Gemessen an der Geschichte der Art ist dieser Bruch erst vor kurzer Zeit entstanden. Amerikanische Bisons wurden Ende des 19. Jahrhunderts an den Rand der Ausrottung gedrängt, nachdem es zuvor extrem viele von ihnen gegeben hatte. Die überlebenden Tiere dienten anschließend als Grundlage für den Wiederaufbau der heutigen Herden, wobei Menschen die Umsiedlungen organisierten.
Die DNA bewahrt die Spuren dieser Eingriffe. Die untersuchten modernen Waldbisons tragen unter anderem Erbgut des Präriebisons. Die Forscher führen dies auf Tiertransfers in den 1920er-Jahren zurück, als Präriebisons in Regionen umgesiedelt wurden, die von Waldbisons bewohnt waren.
Ein weiteres Ergebnis betrifft die Kreuzungen mit Hausrindern. In der Vergangenheit kam es zu solchen Paarungen, und ihr genetisches Erbe ist seit Langem Gegenstand von Diskussionen im Naturschutz. Die Analyse zeigt jedoch, dass viele Bisons kein Rindererbe besitzen, das teilweise als weit verbreitet gilt.

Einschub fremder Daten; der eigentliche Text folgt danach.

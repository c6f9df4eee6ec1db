//! Account service
//!
//! User account management with:
//! - Email uniqueness enforced by the user store
//! - Deterministic peppered password hashing
//! - Email verification status (`PENDING` until verified, reset on email change)
//! - In-memory or PostgreSQL persistence

pub mod api;
pub mod cli;
pub mod config;
pub mod domain;
pub mod infrastructure;

pub use config::AppConfig;

use std::sync::Arc;

use api::state::AppState;
use infrastructure::storage::{connect_pool, run_user_migrations, StorageType};
use infrastructure::user::{
    InMemoryUserRepository, PostgresUserRepository, Sha256Hasher, UserService,
};
use tracing::info;

/// Create the application state with default configuration (in-memory store)
pub async fn create_app_state() -> anyhow::Result<AppState> {
    create_app_state_with_config(&AppConfig::default()).await
}

/// Create the application state, wiring the configured store and hasher
pub async fn create_app_state_with_config(config: &AppConfig) -> anyhow::Result<AppState> {
    let hasher = Arc::new(Sha256Hasher::new(config.password.secret.clone()));

    info!("Storage backend: {:?}", config.storage.storage_type);

    let user_service: Arc<dyn api::state::UserServiceTrait> = match config.storage.storage_type {
        StorageType::InMemory => {
            let repository = Arc::new(InMemoryUserRepository::new());
            Arc::new(UserService::new(repository, hasher))
        }
        StorageType::Postgres => {
            let pool = connect_pool(&config.storage.postgres).await?;
            let applied = run_user_migrations(&pool).await?;
            info!(applied, "User migrations checked");

            let repository = Arc::new(PostgresUserRepository::new(pool));
            Arc::new(UserService::new(repository, hasher))
        }
    };

    Ok(AppState::new(user_service))
}

#[cfg(test)]
mod tests {
    use super::*;

    #[tokio::test]
    async fn test_default_state_uses_empty_store() {
        let state = create_app_state().await.unwrap();
        assert_eq!(state.user_service.count(None).await.unwrap(), 0);
    }
}
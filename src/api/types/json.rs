//! JSON extractor whose rejections use the API error envelope

use axum::{
    extract::{rejection::JsonRejection as AxumJsonRejection, FromRequest, Request},
    http::StatusCode,
    response::{IntoResponse, Response},
    Json as AxumJson,
};
use serde::de::DeserializeOwned;

use super::error::{ApiErrorDetail, ApiErrorResponse, ApiErrorType};

/// Drop-in for `axum::Json`; a malformed body yields an `ApiErrorResponse`
/// instead of axum's plain-text rejection.
#[derive(Debug, Clone, Copy, Default)]
pub struct Json<T>(pub T);

impl<T> Json<T> {
    pub fn into_inner(self) -> T {
        self.0
    }
}

/// Body rejection rendered as JSON
#[derive(Debug)]
pub struct JsonRejection {
    status: StatusCode,
    message: String,
}

impl IntoResponse for JsonRejection {
    fn into_response(self) -> Response {
        let response = ApiErrorResponse {
            error: ApiErrorDetail {
                message: self.message,
                error_type: ApiErrorType::InvalidRequestError,
                param: None,
                code: Some("json_parse_error".to_string()),
            },
        };

        (self.status, AxumJson(response)).into_response()
    }
}

impl<S, T> FromRequest<S> for Json<T>
where
    T: DeserializeOwned,
    S: Send + Sync,
{
    type Rejection = JsonRejection;

    async fn from_request(req: Request, state: &S) -> Result<Self, Self::Rejection> {
        match AxumJson::<T>::from_request(req, state).await {
            Ok(AxumJson(value)) => Ok(Json(value)),
            Err(rejection) => Err(JsonRejection {
                status: rejection.status(),
                message: rejection_message(&rejection),
            }),
        }
    }
}

fn rejection_message(rejection: &AxumJsonRejection) -> String {
    match rejection {
        AxumJsonRejection::JsonDataError(err) => format!("Invalid JSON data: {}", err.body_text()),
        AxumJsonRejection::JsonSyntaxError(err) => {
            format!("Invalid JSON syntax: {}", err.body_text())
        }
        AxumJsonRejection::MissingJsonContentType(_) => {
            "Missing Content-Type header. Expected 'application/json'.".to_string()
        }
        AxumJsonRejection::BytesRejection(err) => {
            format!("Failed to read request body: {}", err.body_text())
        }
        _ => "Invalid JSON request".to_string(),
    }
}

impl<T> IntoResponse for Json<T>
where
    T: serde::Serialize,
{
    fn into_response(self) -> Response {
        AxumJson(self.0).into_response()
    }
}

#[cfg(test)]
mod tests {
    use super::*;
    use axum::body::Body;
    use http_body_util::BodyExt;
    use serde::Deserialize;

    #[derive(Debug, Deserialize)]
    struct EmailBody {
        email: String,
    }

    fn json_request(body: &'static str) -> Request {
        Request::builder()
            .method("POST")
            .header("content-type", "application/json")
            .body(Body::from(body))
            .unwrap()
    }

    #[tokio::test]
    async fn test_extracts_valid_body() {
        let Json(body) = Json::<EmailBody>::from_request(json_request(r#"{"email":"a@b.co"}"#), &())
            .await
            .unwrap();

        assert_eq!(body.email, "a@b.co");
    }

    #[tokio::test]
    async fn test_syntax_error_uses_envelope() {
        let rejection = Json::<EmailBody>::from_request(json_request("{not json"), &())
            .await
            .unwrap_err();

        let response = rejection.into_response();
        assert_eq!(response.status(), StatusCode::BAD_REQUEST);

        let bytes = response.into_body().collect().await.unwrap().to_bytes();
        let json: serde_json::Value = serde_json::from_slice(&bytes).unwrap();
        assert_eq!(json["error"]["type"], "invalid_request_error");
        assert_eq!(json["error"]["code"], "json_parse_error");
    }

    #[tokio::test]
    async fn test_missing_field_is_unprocessable() {
        let rejection = Json::<EmailBody>::from_request(json_request("{}"), &())
            .await
            .unwrap_err();

        assert_eq!(rejection.status, StatusCode::UNPROCESSABLE_ENTITY);
        assert!(rejection.message.starts_with("Invalid JSON data"));
    }
}
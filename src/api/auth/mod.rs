//! Authentication endpoints
//!
//! Credential checks only; session or token issuance is left to the caller.

use axum::{extract::State, routing::post, Router};
use serde::Deserialize;
use tracing::debug;

use crate::api::state::AppState;
use crate::api::types::{ApiError, Json, UserResponse};

/// Create the authentication router
pub fn create_auth_router() -> Router<AppState> {
    Router::new().route("/login", post(login))
}

/// Login request
#[derive(Debug, Deserialize)]
pub struct LoginRequest {
    pub email: String,
    pub password: String,
}

/// Check an email/password pair
///
/// POST /auth/login
pub async fn login(
    State(state): State<AppState>,
    Json(request): Json<LoginRequest>,
) -> Result<Json<UserResponse>, ApiError> {
    debug!(email = %request.email, "Login attempt");

    let user = state
        .user_service
        .get_by_credentials(&request.email, &request.password)
        .await?
        .ok_or_else(|| ApiError::unauthorized("Invalid email or password"))?;

    Ok(Json(UserResponse::from(&user)))
}
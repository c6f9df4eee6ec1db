//! User domain
//!
//! This module provides domain types and traits for account management,
//! including user entities, validation, and repository traits.

mod entity;
mod repository;
mod validation;

pub use entity::{User, UserId, UserRole, UserStatus};
pub use repository::{UserRepository, UserSelector};
pub use validation::{
    validate_display_name, validate_email, validate_password, UserValidationError,
};

#[cfg(test)]
pub use repository::MockUserRepository;
//! HTTP middleware

mod logging;

pub use logging::logging_middleware;
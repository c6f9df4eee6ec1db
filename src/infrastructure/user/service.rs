//! User service for account management

use std::sync::Arc;

use tracing::{debug, info};

use crate::domain::user::{
    validate_display_name, validate_email, validate_password, User, UserRepository, UserRole,
    UserSelector, UserStatus,
};
use crate::domain::DomainError;

use super::password::PasswordHasher;

/// Request for creating a new user
#[derive(Debug, Clone)]
pub struct CreateUserRequest {
    pub email: String,
    pub password: String,
    pub display_name: Option<String>,
    pub role: Option<UserRole>,
}

/// Partial update of a user; `None` fields are left untouched
#[derive(Debug, Clone, Default)]
pub struct UpdateUserRequest {
    pub email: Option<String>,
    pub password: Option<String>,
    pub display_name: Option<String>,
    pub role: Option<UserRole>,
}

/// Request for changing a user's password
#[derive(Debug, Clone)]
pub struct UpdatePasswordRequest {
    pub current_password: String,
    pub new_password: String,
}

/// User service for creation, updates and verification status
#[derive(Debug)]
pub struct UserService<R: UserRepository, H: PasswordHasher> {
    repository: Arc<R>,
    hasher: Arc<H>,
}

impl<R: UserRepository, H: PasswordHasher> UserService<R, H> {
    /// Create a new user service
    pub fn new(repository: Arc<R>, hasher: Arc<H>) -> Self {
        Self { repository, hasher }
    }

    /// Hash a plaintext password the way it is stored
    pub fn create_password_hash(&self, password: &str) -> String {
        self.hasher.hash(password)
    }

    /// Create a new user in `Pending` status
    pub async fn create(&self, request: CreateUserRequest) -> Result<User, DomainError> {
        info!(email = %request.email, "Creating user");

        validate_email(&request.email).map_err(|e| DomainError::validation(e.to_string()))?;
        validate_password(&request.password)
            .map_err(|e| DomainError::validation(e.to_string()))?;

        if let Some(name) = &request.display_name {
            validate_display_name(name).map_err(|e| DomainError::validation(e.to_string()))?;
        }

        if self.repository.email_exists(&request.email).await? {
            return Err(DomainError::conflict(format!(
                "Email '{}' already exists",
                request.email
            )));
        }

        let password_hash = self.create_password_hash(&request.password);

        let user = User::new(request.email, password_hash)
            .with_display_name(request.display_name)
            .with_role(request.role.unwrap_or_default());

        self.repository.create(user).await
    }

    /// Apply a partial update to the selected user.
    ///
    /// Changing the email puts the account back into `Pending`.
    pub async fn update(
        &self,
        selector: &UserSelector,
        request: UpdateUserRequest,
    ) -> Result<User, DomainError> {
        info!(selector = %selector, "Updating user");

        let mut user = self.require(selector).await?;

        if let Some(email) = request.email {
            if email != user.email() {
                validate_email(&email).map_err(|e| DomainError::validation(e.to_string()))?;

                if self.repository.email_exists(&email).await? {
                    return Err(DomainError::conflict(format!(
                        "Email '{}' already exists",
                        email
                    )));
                }

                user.change_email(email);
                debug!(id = %user.id(), "Email changed, status reset to pending");
            }
        }

        if let Some(password) = request.password {
            validate_password(&password).map_err(|e| DomainError::validation(e.to_string()))?;
            user.set_password_hash(self.create_password_hash(&password));
        }

        if let Some(name) = request.display_name {
            validate_display_name(&name).map_err(|e| DomainError::validation(e.to_string()))?;
            user.set_display_name(Some(name));
        }

        if let Some(role) = request.role {
            user.set_role(role);
        }

        self.repository.update(&user).await
    }

    /// Get a single user
    pub async fn find_one(&self, selector: &UserSelector) -> Result<Option<User>, DomainError> {
        self.repository.find(selector).await
    }

    /// Get a user by email
    pub async fn find_by_email(&self, email: &str) -> Result<Option<User>, DomainError> {
        self.repository.get_by_email(email).await
    }

    /// List all users
    pub async fn list(&self, status: Option<UserStatus>) -> Result<Vec<User>, DomainError> {
        self.repository.list(status).await
    }

    /// Count users
    pub async fn count(&self, status: Option<UserStatus>) -> Result<usize, DomainError> {
        self.repository.count(status).await
    }

    /// Mark the user's email as verified
    pub async fn activate(&self, selector: &UserSelector) -> Result<User, DomainError> {
        info!(selector = %selector, "Activating user");

        let mut user = self.require(selector).await?;

        if user.status() == UserStatus::Active {
            return Ok(user);
        }

        user.activate();
        self.repository.update(&user).await
    }

    /// Look up a user by email and check the password.
    ///
    /// Unknown email and wrong password both yield `None`.
    pub async fn get_by_credentials(
        &self,
        email: &str,
        password: &str,
    ) -> Result<Option<User>, DomainError> {
        let user = match self.repository.get_by_email(email).await? {
            Some(u) => u,
            None => return Ok(None),
        };

        if !self.hasher.verify(password, user.password_hash()) {
            debug!(email = %email, "Password mismatch");
            return Ok(None);
        }

        Ok(Some(user))
    }

    /// Change a user's password after checking the current one
    pub async fn update_password(
        &self,
        selector: &UserSelector,
        request: UpdatePasswordRequest,
    ) -> Result<User, DomainError> {
        info!(selector = %selector, "Updating password");

        let mut user = self.require(selector).await?;

        if !self.hasher.verify(&request.current_password, user.password_hash()) {
            return Err(DomainError::validation("Current password is incorrect"));
        }

        validate_password(&request.new_password)
            .map_err(|e| DomainError::validation(e.to_string()))?;

        user.set_password_hash(self.create_password_hash(&request.new_password));

        self.repository.update(&user).await
    }

    /// Delete a user
    pub async fn delete(&self, selector: &UserSelector) -> Result<bool, DomainError> {
        info!(selector = %selector, "Deleting user");

        match self.repository.find(selector).await? {
            Some(user) => self.repository.delete(user.id()).await,
            None => Ok(false),
        }
    }

    async fn require(&self, selector: &UserSelector) -> Result<User, DomainError> {
        self.repository
            .find(selector)
            .await?
            .ok_or_else(|| DomainError::not_found(format!("User '{}' not found", selector)))
    }
}
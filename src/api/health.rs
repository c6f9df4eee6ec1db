//! Health check endpoints for liveness and readiness probes

use std::time::Instant;

use axum::{extract::State, http::StatusCode, response::IntoResponse};
use tracing::warn;

use crate::api::types::Json;
use serde::Serialize;

use super::state::AppState;

/// Detailed health response with component status
#[derive(Serialize)]
pub struct HealthResponse {
    pub status: HealthStatus,
    pub version: String,
    #[serde(skip_serializing_if = "Option::is_none")]
    pub checks: Option<Vec<HealthCheck>>,
    #[serde(skip_serializing_if = "Option::is_none")]
    pub latency_ms: Option<u64>,
}

/// Health check status
#[derive(Serialize, Clone, Copy, PartialEq, Eq)]
#[serde(rename_all = "lowercase")]
pub enum HealthStatus {
    Healthy,
    Unhealthy,
}

/// Individual component health check
#[derive(Serialize)]
pub struct HealthCheck {
    pub name: String,
    pub status: HealthStatus,
    #[serde(skip_serializing_if = "Option::is_none")]
    pub message: Option<String>,
    #[serde(skip_serializing_if = "Option::is_none")]
    pub latency_ms: Option<u64>,
}

/// Simple health check - returns 200 if the process is serving
pub async fn health_check() -> impl IntoResponse {
    let response = HealthResponse {
        status: HealthStatus::Healthy,
        version: env!("CARGO_PKG_VERSION").to_string(),
        checks: None,
        latency_ms: None,
    };

    (StatusCode::OK, Json(response))
}

/// Readiness check - verifies the user store answers queries
pub async fn ready_check(State(state): State<AppState>) -> impl IntoResponse {
    let start = Instant::now();
    let store_check = check_user_store(&state).await;

    let overall_status = store_check.status;
    let response = HealthResponse {
        status: overall_status,
        version: env!("CARGO_PKG_VERSION").to_string(),
        checks: Some(vec![store_check]),
        latency_ms: Some(elapsed_ms(start)),
    };

    let status_code = match overall_status {
        HealthStatus::Healthy => StatusCode::OK,
        HealthStatus::Unhealthy => StatusCode::SERVICE_UNAVAILABLE,
    };

    (status_code, Json(response))
}

/// Liveness check - simple check to verify the service is running
pub async fn live_check() -> impl IntoResponse {
    StatusCode::OK
}

async fn check_user_store(state: &AppState) -> HealthCheck {
    let start = Instant::now();

    let (status, message) = match state.user_service.count(None).await {
        Ok(_) => (HealthStatus::Healthy, None),
        Err(e) => {
            warn!(error = %e, "User store readiness check failed");
            (HealthStatus::Unhealthy, Some(e.to_string()))
        }
    };

    HealthCheck {
        name: "user_store".to_string(),
        status,
        message,
        latency_ms: Some(elapsed_ms(start)),
    }
}

fn elapsed_ms(start: Instant) -> u64 {
    u64::try_from(start.elapsed().as_millis()).unwrap_or(u64::MAX)
}

#[cfg(test)]
mod tests {
    use super::*;

    #[test]
    fn test_health_status_serialization() {
        assert_eq!(
            serde_json::to_string(&HealthStatus::Healthy).unwrap(),
            "\"healthy\""
        );
        assert_eq!(
            serde_json::to_string(&HealthStatus::Unhealthy).unwrap(),
            "\"unhealthy\""
        );
    }

    #[test]
    fn test_health_response_serialization() {
        let response = HealthResponse {
            status: HealthStatus::Healthy,
            version: "1.0.0".to_string(),
            checks: None,
            latency_ms: None,
        };

        let json = serde_json::to_string(&response).unwrap();
        assert!(json.contains("\"status\":\"healthy\""));
        assert!(json.contains("\"version\":\"1.0.0\""));
        assert!(!json.contains("checks"));
    }

    #[test]
    fn test_health_response_with_checks() {
        let response = HealthResponse {
            status: HealthStatus::Unhealthy,
            version: "1.0.0".to_string(),
            checks: Some(vec![
                HealthCheck {
                    name: "user_store".to_string(),
                    status: HealthStatus::Unhealthy,
                    message: Some("Connection refused".to_string()),
                    latency_ms: Some(100),
                },
            ]),
            latency_ms: Some(100),
        };

        let json = serde_json::to_string(&response).unwrap();
        assert!(json.contains("\"status\":\"unhealthy\""));
        assert!(json.contains("\"user_store\""));
        assert!(json.contains("\"Connection refused\""));
    }
}
//! User request and response bodies

use serde::{Deserialize, Serialize};

use crate::domain::user::{User, UserRole, UserStatus};
use crate::infrastructure::user::{CreateUserRequest, UpdatePasswordRequest, UpdateUserRequest};

/// POST /users body
#[derive(Debug, Clone, Deserialize)]
pub struct CreateUserApiRequest {
    pub email: String,
    pub password: String,
    #[serde(default)]
    pub display_name: Option<String>,
    #[serde(default)]
    pub role: Option<UserRole>,
}

impl From<CreateUserApiRequest> for CreateUserRequest {
    fn from(request: CreateUserApiRequest) -> Self {
        Self {
            email: request.email,
            password: request.password,
            display_name: request.display_name,
            role: request.role,
        }
    }
}

/// PATCH /users/{id} body
#[derive(Debug, Clone, Default, Deserialize)]
#[serde(default)]
pub struct UpdateUserApiRequest {
    pub email: Option<String>,
    pub password: Option<String>,
    pub display_name: Option<String>,
    pub role: Option<UserRole>,
}

impl From<UpdateUserApiRequest> for UpdateUserRequest {
    fn from(request: UpdateUserApiRequest) -> Self {
        Self {
            email: request.email,
            password: request.password,
            display_name: request.display_name,
            role: request.role,
        }
    }
}

/// PUT /users/{id}/password body
#[derive(Debug, Clone, Deserialize)]
pub struct UpdatePasswordApiRequest {
    pub current_password: String,
    pub new_password: String,
}

impl From<UpdatePasswordApiRequest> for UpdatePasswordRequest {
    fn from(request: UpdatePasswordApiRequest) -> Self {
        Self {
            current_password: request.current_password,
            new_password: request.new_password,
        }
    }
}

/// GET /users query string; `email` narrows the result to that one user
#[derive(Debug, Clone, Default, Deserialize)]
pub struct ListUsersQuery {
    pub status: Option<UserStatus>,
    pub email: Option<String>,
}

/// User as exposed over HTTP; never carries the password hash
#[derive(Debug, Clone, Serialize)]
pub struct UserResponse {
    pub id: String,
    pub email: String,
    #[serde(skip_serializing_if = "Option::is_none")]
    pub display_name: Option<String>,
    pub role: UserRole,
    pub status: UserStatus,
    pub created_at: String,
    pub updated_at: String,
}

impl From<&User> for UserResponse {
    fn from(user: &User) -> Self {
        Self {
            id: user.id().to_string(),
            email: user.email().to_string(),
            display_name: user.display_name().map(String::from),
            role: user.role(),
            status: user.status(),
            created_at: user.created_at().to_rfc3339(),
            updated_at: user.updated_at().to_rfc3339(),
        }
    }
}

#[derive(Debug, Clone, Serialize)]
pub struct ListUsersResponse {
    pub users: Vec<UserResponse>,
    pub total: usize,
}
//! Storage infrastructure - backend selection, pooling and migrations

pub mod migrations;
mod postgres;

use serde::Deserialize;

pub use migrations::{run_user_migrations, PostgresMigrator};
pub use postgres::{connect_pool, PostgresConfig};

/// Supported storage backends
#[derive(Debug, Clone, Copy, PartialEq, Eq, Deserialize, Default)]
#[serde(rename_all = "snake_case")]
pub enum StorageType {
    /// In-memory storage (for testing/development)
    #[default]
    InMemory,
    /// PostgreSQL storage
    Postgres,
}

Konkret können daher zwei moderne Herden scheinbar derselben Art angehören und dennoch unterschiedliche genetische Geschichten erzählen. Einige tragen die Spuren jüngerer Umsiedlungen, andere haben mehr Merkmale bewahrt, die bereits vor dem demografischen Zusammenbruch vorhanden waren. Alte DNA liefert den notwendigen Vergleichspunkt, um diese Situationen zu unterscheiden.
Diese Informationen können dabei helfen, Entscheidungen über die Bewirtschaftung der Populationen zu treffen, ohne ihre Vielfalt weiter zu verringern. Eine isolierte Herde bewahrt nur einen Teil der Vielfalt der Art. Umgekehrt kann die Umsiedlung von Tieren zwischen Gruppen lokale Abstammungslinien verändern. Genetische Daten ermöglichen es, diese Auswirkungen zu messen, bevor über mögliche Austausche entschieden wird.
Der Datensatz aus Genomen bildet somit eine Referenz für künftige Wiederherstellungsprogramme. Bei den nächsten Entscheidungen können die heutigen Herden nicht nur miteinander, sondern auch mit Bisons verglichen werden, die Jahrtausende vor den großen menschlichen Umwälzungen lebten. Diese historische Tiefe ermöglicht es nun, genauer zu beurteilen, was verloren gegangen, bewahrt oder vermischt worden ist.